New issue

Have a question about this project? Sign up for a free GitHub account to open an issue and contact its maintainers and the community.

By clicking “Sign up for GitHub”, you agree to our terms of service and privacy statement. We’ll occasionally send you account related emails.

Already on GitHub? Sign in to your account

Cluster/HA Install of AWX #26

Closed
MrMEEE opened this Issue Jun 4, 2018 · 4 comments

Comments

2 participants
@MrMEEE
Owner

MrMEEE commented Jun 4, 2018

Moved from here:
subuk/awx-rpm#11

@MrMEEE MrMEEE added the configuration label Jun 4, 2018

@MrMEEE MrMEEE self-assigned this Jun 4, 2018

@MrMEEE MrMEEE added this to Configuration Issues in AWX Jul 19, 2018

@Aglidic

This comment has been minimized.

Aglidic commented Aug 9, 2018

hello, we have a successfull HA deployement thanks to your rpm.

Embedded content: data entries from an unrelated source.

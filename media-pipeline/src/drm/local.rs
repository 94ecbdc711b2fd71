//! Local encryption with ffmpeg and MP4Box
// Copyright 2025 Francisco F. Pinochet
//
// Licensed under the Apache License, Version 2.0 (the "License");
// you may not use this file except in compliance with the License.
// You may obtain a copy of the License at
//
//     http://www.apache.org/licenses/LICENSE-2.0
//
// Unless required by applicable law or agreed to in writing, software
// distributed under the License is distributed on an "AS IS" BASIS,
// WITHOUT WARRANTIES OR CONDITIONS OF ANY KIND, either express or implied.
// See the License for the specific language governing permissions and
// limitations under the License.


use async_trait::async_trait;
use mediavault_config::ToolsConfig;
use mediavault_keys::render_cenc_descriptor;
use mediavault_types::{Cid, ContentCategory};
use std::path::{Path, PathBuf};
use std::sync::Arc;
use tokio_util::sync::CancellationToken;
use tracing::{debug, info};

use super::file_cipher::encrypt_file;
use super::{ContentEncryptor, EncryptionJob};
use crate::error::{PipelineError, Result};
use crate::retry::{multi_upload_with_retry, RetryConfig};
use crate::storage::ObjectStorage;
use crate::tools::{probe_has_audio, ToolRunner};

/// DASH segment duration in milliseconds
const SEGMENT_DURATION_MS: u32 = 4000;
const AUDIO_BITRATE: &str = "128k";

/// Files to upload, entry point first
#[derive(Debug, Default)]
struct Packaged {
    files: Vec<PathBuf>,
    keys: Vec<String>,
}

impl Packaged {
    fn push(&mut self, file: PathBuf, key: String) {
        self.files.push(file);
        self.keys.push(key);
    }
}

fn file_name(path: &Path) -> Result<String> {
    path.file_name()
        .map(|name| name.to_string_lossy().into_owned())
        .ok_or_else(|| PipelineError::Encryption(format!("no file name in {}", path.display())))
}

/// Name MP4Box gives the init segment of `input` in onDemand DASH output
fn dash_init_name(input: &Path) -> String {
    let stem = input
        .file_stem()
        .map(|s| s.to_string_lossy().into_owned())
        .unwrap_or_default();
    format!("{}_dashinit.mp4", stem)
}

/// Keys of everything packaged next to the entry artifact at `encrypted_key`
pub fn packaged_keys(encrypted_key: &str, category: ContentCategory) -> Vec<String> {
    let mut keys = vec![encrypted_key.to_string()];
    if category.is_streamable() {
        let dir = encrypted_key.rsplit_once('/').map_or("", |(dir, _)| dir);
        for stream in ["video", "audio"] {
            let init = dash_init_name(Path::new(&format!("{}_enc.mp4", stream)));
            keys.push(if dir.is_empty() { init } else { format!("{}/{}", dir, init) });
        }
    }
    keys
}

pub struct LocalEncryptor {
    runner: Arc<dyn ToolRunner>,
    storage: Arc<dyn ObjectStorage>,
    tools: ToolsConfig,
    retry: RetryConfig,
}

impl LocalEncryptor {
    pub fn new(
        runner: Arc<dyn ToolRunner>,
        storage: Arc<dyn ObjectStorage>,
        tools: ToolsConfig,
        retry: RetryConfig,
    ) -> Self {
        Self {
            runner,
            storage,
            tools,
            retry,
        }
    }

    async fn single_file(&self, job: &EncryptionJob<'_>, scratch: &Path) -> Result<Packaged> {
        let output = scratch.join(file_name(&job.names.encrypted_path)?);
        let size = encrypt_file(job.source, &output, job.metadata).await?;
        debug!(folder = %job.names.folder, size, "File encrypted");

        let mut packaged = Packaged::default();
        packaged.push(output, job.names.encrypted_key.clone());
        Ok(packaged)
    }

    async fn audio(
        &self,
        job: &EncryptionJob<'_>,
        scratch: &Path,
        cancel: &CancellationToken,
    ) -> Result<Packaged> {
        let intermediate = scratch.join("audio.mp4");
        let args = crate::args![
            "-y",
            "-i",
            job.source.display(),
            "-vn",
            "-c:a",
            "aac",
            "-b:a",
            AUDIO_BITRATE,
            intermediate.display(),
        ];
        self.runner.run(&self.tools.ffmpeg, &args, cancel).await?;

        let descriptor = self.write_descriptor(job, scratch).await?;
        let encrypted = self.crypt(&descriptor, &intermediate, scratch, cancel).await?;
        self.dash(job, scratch, &[(encrypted, "audio")], cancel).await
    }

    async fn video(
        &self,
        job: &EncryptionJob<'_>,
        scratch: &Path,
        cancel: &CancellationToken,
    ) -> Result<Packaged> {
        let has_audio = probe_has_audio(self.runner.as_ref(), &self.tools.ffprobe, job.source, cancel).await?;

        let video = scratch.join("video.mp4");
        let args = crate::args![
            "-y",
            "-i",
            job.source.display(),
            "-map",
            "0:v:0",
            "-c",
            "copy",
            "-an",
            video.display(),
        ];
        self.runner.run(&self.tools.ffmpeg, &args, cancel).await?;

        let descriptor = self.write_descriptor(job, scratch).await?;
        let mut streams = vec![(self.crypt(&descriptor, &video, scratch, cancel).await?, "video")];

        if has_audio {
            let audio = scratch.join("audio.mp4");
            let args = crate::args![
                "-y",
                "-i",
                job.source.display(),
                "-map",
                "0:a:0",
                "-vn",
                "-c:a",
                "aac",
                "-b:a",
                AUDIO_BITRATE,
                audio.display(),
            ];
            self.runner.run(&self.tools.ffmpeg, &args, cancel).await?;
            streams.push((self.crypt(&descriptor, &audio, scratch, cancel).await?, "audio"));
        } else {
            debug!(folder = %job.names.folder, "Source has no audio stream");
        }

        self.dash(job, scratch, &streams, cancel).await
    }

    async fn write_descriptor(&self, job: &EncryptionJob<'_>, scratch: &Path) -> Result<PathBuf> {
        let path = scratch.join("drm.xml");
        // Every elementary stream file has a single track
        tokio::fs::write(&path, render_cenc_descriptor(job.metadata, &[1])).await?;
        Ok(path)
    }

    async fn crypt(
        &self,
        descriptor: &Path,
        input: &Path,
        scratch: &Path,
        cancel: &CancellationToken,
    ) -> Result<PathBuf> {
        let stem = input
            .file_stem()
            .map(|s| s.to_string_lossy().into_owned())
            .unwrap_or_default();
        let output = scratch.join(format!("{}_enc.mp4", stem));
        let args = crate::args![
            "-crypt",
            descriptor.display(),
            input.display(),
            "-out",
            output.display(),
        ];
        self.runner.run(&self.tools.mp4box, &args, cancel).await?;
        Ok(output)
    }

    async fn dash(
        &self,
        job: &EncryptionJob<'_>,
        scratch: &Path,
        streams: &[(PathBuf, &str)],
        cancel: &CancellationToken,
    ) -> Result<Packaged> {
        let manifest = scratch.join(file_name(&job.names.encrypted_path)?);

        let mut args = crate::args![
            "-dash",
            SEGMENT_DURATION_MS,
            "-rap",
            "-frag-rap",
            "-profile",
            "onDemand",
            "-out",
            manifest.display(),
        ];
        for (input, kind) in streams {
            args.push(format!("{}#{}", input.display(), kind));
        }
        self.runner.run(&self.tools.mp4box, &args, cancel).await?;

        let mut packaged = Packaged::default();
        packaged.push(manifest, job.names.encrypted_key.clone());
        for (input, _) in streams {
            let init = dash_init_name(input);
            packaged.push(scratch.join(&init), job.names.key_for(&init));
        }
        Ok(packaged)
    }
}

#[async_trait]
impl ContentEncryptor for LocalEncryptor {
    async fn encrypt(&self, job: &EncryptionJob<'_>, cancel: &CancellationToken) -> Result<Cid> {
        tokio::fs::create_dir_all(&job.names.work_dir).await?;
        // Removed on drop, whichever way this returns
        let scratch = tempfile::Builder::new()
            .prefix("drm-")
            .tempdir_in(&job.names.work_dir)?;

        let packaged = match job.names.category {
            ContentCategory::File => self.single_file(job, scratch.path()).await?,
            ContentCategory::Audio => self.audio(job, scratch.path(), cancel).await?,
            ContentCategory::Video => self.video(job, scratch.path(), cancel).await?,
        };

        let cid = multi_upload_with_retry(
            self.storage.as_ref(),
            &self.retry,
            &packaged.files,
            &packaged.keys,
        )
        .await?;

        info!(
            folder = %job.names.folder,
            category = ?job.names.category,
            files = packaged.files.len(),
            encrypted_cid = %cid,
            "Encrypted artifact uploaded"
        );
        Ok(cid)
    }
}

Here is what we have done:
rabbitmq clustering
disable celery-beat service
modify the celery-worker execstart command

we have made a lot of test on it and everything seems fine

@MrMEEE

This comment has been minimized.

Owner

MrMEEE commented Aug 10, 2018

That is great to hear... thanks for your feedback..

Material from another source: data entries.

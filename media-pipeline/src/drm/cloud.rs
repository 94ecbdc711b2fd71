//! Encryption delegated to a cloud streaming service
//!
//! The service reads the stored original, packages it as CENC-encrypted DASH
//! with the asset's key and writes the manifest and segments next to the
//! original. A stream resource is created and polled until it settles.

use async_trait::async_trait;
use mediavault_config::CloudEncryptionConfig;
use mediavault_types::Cid;
use serde::{Deserialize, Serialize};
use std::sync::Arc;
use std::time::Duration;
use tokio::io::AsyncReadExt;
use tokio_util::sync::CancellationToken;
use tracing::{debug, info, warn};

use super::{ContentEncryptor, EncryptionJob};
use crate::error::{PipelineError, Result};
use crate::storage::{CidHasher, ObjectStorage};

/// Lifecycle of a stream resource
#[derive(Debug, Clone, PartialEq, Eq)]
pub enum StreamState {
    Creating,
    Prepared,
    Running,
    Completed,
    InputError,
    Cancelled,
    Failed,
    Unknown(String),
}

impl StreamState {
    pub fn parse(raw: &str) -> Self {
        let upper = raw.trim().to_ascii_uppercase().replace('-', "_");
        match upper.strip_prefix("STREAM_STATE_").unwrap_or(&upper) {
            "CREATING" => StreamState::Creating,
            "PREPARED" => StreamState::Prepared,
            "RUNNING" | "STARTING" => StreamState::Running,
            "COMPLETED" => StreamState::Completed,
            "INPUT_ERROR" => StreamState::InputError,
            "CANCELLED" => StreamState::Cancelled,
            "FAILED" => StreamState::Failed,
            _ => StreamState::Unknown(raw.to_string()),
        }
    }
}

#[derive(Debug, Serialize)]
#[serde(rename_all = "camelCase")]
struct CreateStream<'a> {
    input_uri: String,
    output_uri: String,
    manifest_name: &'a str,
    key_id: String,
    key: String,
    iv: String,
}

#[derive(Debug, Deserialize)]
#[serde(rename_all = "camelCase")]
struct StreamResource {
    name: String,
    #[serde(default)]
    state: String,
    #[serde(default)]
    error_message: Option<String>,
}

pub struct CloudEncryptor {
    http: reqwest::Client,
    storage: Arc<dyn ObjectStorage>,
    config: CloudEncryptionConfig,
}

impl CloudEncryptor {
    pub fn new(config: CloudEncryptionConfig, storage: Arc<dyn ObjectStorage>) -> Result<Self> {
        let http = reqwest::Client::builder()
            .timeout(Duration::from_secs(60))
            .build()
            .map_err(|e| PipelineError::Encryption(format!("HTTP client: {}", e)))?;
        Ok(Self {
            http,
            storage,
            config,
        })
    }

    fn uri(&self, key: &str) -> String {
        format!("{}/{}", self.config.storage_uri.trim_end_matches('/'), key)
    }

    fn authorized(&self, request: reqwest::RequestBuilder) -> reqwest::RequestBuilder {
        match &self.config.access_token {
            Some(token) => request.bearer_auth(token),
            None => request,
        }
    }

    async fn send(&self, request: reqwest::RequestBuilder) -> Result<StreamResource> {
        let response = self
            .authorized(request)
            .send()
            .await
            .map_err(|e| PipelineError::Encryption(format!("stream request failed: {}", e)))?;

        let status = response.status();
        if !status.is_success() {
            let body = response.text().await.unwrap_or_default();
            return Err(PipelineError::Encryption(format!(
                "stream service returned {}: {}",
                status, body
            )));
        }

        response
            .json()
            .await
            .map_err(|e| PipelineError::Encryption(format!("unreadable stream resource: {}", e)))
    }

    async fn wait_for_stream(&self, name: &str, cancel: &CancellationToken) -> Result<()> {
        let interval = Duration::from_secs(self.config.poll_interval_secs.max(1));
        let url = format!("{}/v1/{}", self.config.endpoint.trim_end_matches('/'), name);

        loop {
            tokio::select! {
                _ = cancel.cancelled() => return Err(PipelineError::Cancelled),
                _ = tokio::time::sleep(interval) => {}
            }

            let resource = self.send(self.http.get(&url)).await?;
            match StreamState::parse(&resource.state) {
                StreamState::Completed => return Ok(()),
                StreamState::InputError | StreamState::Cancelled | StreamState::Failed => {
                    return Err(PipelineError::Encryption(format!(
                        "stream {} ended in {}: {}",
                        name,
                        resource.state,
                        resource.error_message.unwrap_or_default()
                    )));
                }
                StreamState::Unknown(raw) => {
                    warn!(stream = name, state = %raw, "Unknown stream state");
                }
                state => debug!(stream = name, state = ?state, "Stream in progress"),
            }
        }
    }

    async fn manifest_cid(&self, key: &str) -> Result<Cid> {
        let mut reader = self.storage.obj_reader(key).await?;
        let mut hasher = CidHasher::default();
        let mut buf = vec![0u8; 64 * 1024];
        loop {
            let n = reader.read(&mut buf).await?;
            if n == 0 {
                break;
            }
            hasher.update(&buf[..n]);
        }
        Ok(hasher.finish())
    }
}

#[async_trait]
impl ContentEncryptor for CloudEncryptor {
    async fn encrypt(&self, job: &EncryptionJob<'_>, cancel: &CancellationToken) -> Result<Cid> {
        let manifest_name = job
            .names
            .encrypted_key
            .rsplit('/')
            .next()
            .unwrap_or("encrypted.mpd");

        let body = CreateStream {
            input_uri: self.uri(job.original_key),
            output_uri: self.uri(&format!("{}/", job.names.folder)),
            manifest_name,
            key_id: job.metadata.key_id.to_hex(),
            key: job.metadata.key.to_hex(),
            iv: job.metadata.first_iv.to_hex(),
        };
        let url = format!("{}/v1/streams", self.config.endpoint.trim_end_matches('/'));
        let created = self.send(self.http.post(&url).json(&body)).await?;
        info!(folder = %job.names.folder, stream = %created.name, "Cloud encryption stream created");

        self.wait_for_stream(&created.name, cancel).await?;

        let cid = self.manifest_cid(&job.names.encrypted_key).await?;
        info!(folder = %job.names.folder, encrypted_cid = %cid, "Cloud encryption completed");
        Ok(cid)
    }
}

If you have a more detailed installation description, I would love to add it to the documentation..

@MrMEEE MrMEEE closed this Aug 10, 2018

@Aglidic

This comment has been minimized.

Aglidic commented Aug 13, 2018

ok so here is the process:
install db on an external server with your install guide.
install 1st awx server with your install guide (connect it to the db)
install 2&3 awx server with your install guide (connect them to the DB and don't make those commands:
echo "from django.contrib.auth.models import User; User.objects.create_superuser('admin', 'root@localhost', 'password')" | sudo -u awx /opt/awx/bin/awx-manage shell
sudo -u awx /opt/awx/bin/awx-manage create_preload_data)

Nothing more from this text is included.